### Data to process
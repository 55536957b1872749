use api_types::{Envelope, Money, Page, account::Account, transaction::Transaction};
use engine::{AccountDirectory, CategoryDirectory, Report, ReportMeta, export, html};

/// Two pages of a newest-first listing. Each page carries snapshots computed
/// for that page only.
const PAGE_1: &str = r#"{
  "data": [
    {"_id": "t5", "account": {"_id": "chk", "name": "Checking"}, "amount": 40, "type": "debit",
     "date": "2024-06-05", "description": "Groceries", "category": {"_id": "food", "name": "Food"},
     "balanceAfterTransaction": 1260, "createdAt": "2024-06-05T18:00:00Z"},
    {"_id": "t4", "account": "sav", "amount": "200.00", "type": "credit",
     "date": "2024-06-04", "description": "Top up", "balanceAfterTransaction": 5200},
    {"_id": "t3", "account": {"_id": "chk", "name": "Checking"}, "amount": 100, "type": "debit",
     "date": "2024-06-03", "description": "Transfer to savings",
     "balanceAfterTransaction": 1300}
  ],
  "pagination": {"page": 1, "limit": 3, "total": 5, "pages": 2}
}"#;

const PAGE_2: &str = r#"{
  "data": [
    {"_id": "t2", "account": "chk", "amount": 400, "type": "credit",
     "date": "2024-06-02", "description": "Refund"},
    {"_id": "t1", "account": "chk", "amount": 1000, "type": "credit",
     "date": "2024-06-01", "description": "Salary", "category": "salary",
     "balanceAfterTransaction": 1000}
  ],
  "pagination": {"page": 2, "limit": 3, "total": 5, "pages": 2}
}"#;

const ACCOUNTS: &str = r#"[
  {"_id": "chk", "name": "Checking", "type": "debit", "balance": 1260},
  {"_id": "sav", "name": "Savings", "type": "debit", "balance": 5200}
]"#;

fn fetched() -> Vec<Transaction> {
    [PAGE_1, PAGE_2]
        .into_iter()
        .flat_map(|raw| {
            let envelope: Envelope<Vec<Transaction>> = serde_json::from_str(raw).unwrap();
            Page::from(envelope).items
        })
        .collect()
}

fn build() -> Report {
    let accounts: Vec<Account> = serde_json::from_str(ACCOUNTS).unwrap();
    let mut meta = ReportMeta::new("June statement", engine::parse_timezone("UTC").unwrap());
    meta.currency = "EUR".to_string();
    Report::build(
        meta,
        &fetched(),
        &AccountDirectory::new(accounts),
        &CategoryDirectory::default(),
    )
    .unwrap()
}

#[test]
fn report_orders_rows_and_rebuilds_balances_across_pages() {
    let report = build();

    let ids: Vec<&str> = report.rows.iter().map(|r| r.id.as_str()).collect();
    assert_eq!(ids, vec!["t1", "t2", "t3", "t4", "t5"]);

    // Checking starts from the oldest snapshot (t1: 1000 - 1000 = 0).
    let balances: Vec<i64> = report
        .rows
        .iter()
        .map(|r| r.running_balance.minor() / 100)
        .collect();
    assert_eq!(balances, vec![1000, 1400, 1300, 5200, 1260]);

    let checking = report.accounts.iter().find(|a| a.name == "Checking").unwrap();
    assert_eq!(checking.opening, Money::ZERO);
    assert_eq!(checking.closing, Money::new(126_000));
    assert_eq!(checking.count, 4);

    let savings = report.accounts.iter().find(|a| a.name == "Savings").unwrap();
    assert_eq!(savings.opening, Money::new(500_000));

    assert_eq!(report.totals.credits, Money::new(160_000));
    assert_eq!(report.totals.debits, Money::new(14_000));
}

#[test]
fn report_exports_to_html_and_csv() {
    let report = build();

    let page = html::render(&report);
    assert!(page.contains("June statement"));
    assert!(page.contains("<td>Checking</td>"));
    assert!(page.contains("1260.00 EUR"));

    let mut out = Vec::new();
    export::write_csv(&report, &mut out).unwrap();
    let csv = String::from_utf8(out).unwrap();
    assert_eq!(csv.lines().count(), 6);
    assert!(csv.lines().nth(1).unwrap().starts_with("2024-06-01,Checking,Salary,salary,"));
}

--

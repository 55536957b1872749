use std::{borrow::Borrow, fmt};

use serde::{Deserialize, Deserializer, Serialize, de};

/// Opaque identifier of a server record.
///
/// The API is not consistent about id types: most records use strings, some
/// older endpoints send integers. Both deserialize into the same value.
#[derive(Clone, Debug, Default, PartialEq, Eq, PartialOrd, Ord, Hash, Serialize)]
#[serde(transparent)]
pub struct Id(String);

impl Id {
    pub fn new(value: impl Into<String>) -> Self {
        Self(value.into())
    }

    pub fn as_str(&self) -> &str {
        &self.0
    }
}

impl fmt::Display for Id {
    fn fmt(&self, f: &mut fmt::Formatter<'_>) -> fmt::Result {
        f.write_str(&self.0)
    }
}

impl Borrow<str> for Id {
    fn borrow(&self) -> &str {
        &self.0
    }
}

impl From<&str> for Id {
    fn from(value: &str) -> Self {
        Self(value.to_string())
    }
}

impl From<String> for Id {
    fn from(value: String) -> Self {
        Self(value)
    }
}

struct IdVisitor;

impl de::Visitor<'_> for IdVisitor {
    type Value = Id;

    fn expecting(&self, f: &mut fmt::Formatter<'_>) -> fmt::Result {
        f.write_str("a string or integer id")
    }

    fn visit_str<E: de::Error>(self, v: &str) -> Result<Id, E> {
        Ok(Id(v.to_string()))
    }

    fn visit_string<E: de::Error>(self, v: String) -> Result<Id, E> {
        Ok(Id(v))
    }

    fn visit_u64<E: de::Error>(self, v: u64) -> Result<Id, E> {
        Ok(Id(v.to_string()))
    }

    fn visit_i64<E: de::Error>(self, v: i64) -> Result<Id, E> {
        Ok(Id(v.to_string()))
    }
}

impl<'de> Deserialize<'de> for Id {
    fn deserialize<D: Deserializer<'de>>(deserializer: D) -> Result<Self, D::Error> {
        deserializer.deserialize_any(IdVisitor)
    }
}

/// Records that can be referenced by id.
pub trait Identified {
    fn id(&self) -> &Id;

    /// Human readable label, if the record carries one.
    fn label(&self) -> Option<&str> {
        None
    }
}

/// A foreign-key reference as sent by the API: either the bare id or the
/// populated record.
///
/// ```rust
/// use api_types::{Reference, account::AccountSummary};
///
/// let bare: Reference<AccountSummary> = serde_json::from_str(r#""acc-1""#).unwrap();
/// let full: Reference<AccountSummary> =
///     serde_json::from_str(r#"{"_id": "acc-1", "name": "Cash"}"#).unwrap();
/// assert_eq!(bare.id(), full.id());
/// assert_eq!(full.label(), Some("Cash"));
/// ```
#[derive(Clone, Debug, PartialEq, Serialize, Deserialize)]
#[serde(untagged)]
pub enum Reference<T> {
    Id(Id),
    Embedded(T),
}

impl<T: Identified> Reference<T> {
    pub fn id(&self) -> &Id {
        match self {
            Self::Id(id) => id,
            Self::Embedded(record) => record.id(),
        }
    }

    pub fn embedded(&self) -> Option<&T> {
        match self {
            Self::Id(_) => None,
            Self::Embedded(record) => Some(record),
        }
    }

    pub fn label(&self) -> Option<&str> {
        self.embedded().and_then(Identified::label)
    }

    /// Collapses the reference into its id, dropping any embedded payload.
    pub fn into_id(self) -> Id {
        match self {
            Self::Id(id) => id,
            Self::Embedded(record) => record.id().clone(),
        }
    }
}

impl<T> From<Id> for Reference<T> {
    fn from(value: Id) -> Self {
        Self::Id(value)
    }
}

### Exercise goal
Word for word, restate the lines above from the line containing "type Value = Id;" through the line containing "fn visit_i64<E: de::Error>(self, v: i64)", with both included and nothing else.

### Solution for this exercise
    type Value = Id;

    fn expecting(&self, f: &mut fmt::Formatter<'_>) -> fmt::Result {
        f.write_str("a string or integer id")
    }

    fn visit_str<E: de::Error>(self, v: &str) -> Result<Id, E> {
        Ok(Id(v.to_string()))
    }

    fn visit_string<E: de::Error>(self, v: String) -> Result<Id, E> {
        Ok(Id(v))
    }

    fn visit_u64<E: de::Error>(self, v: u64) -> Result<Id, E> {
        Ok(Id(v.to_string()))
    }

    fn visit_i64<E: de::Error>(self, v: i64) -> Result<Id, E> {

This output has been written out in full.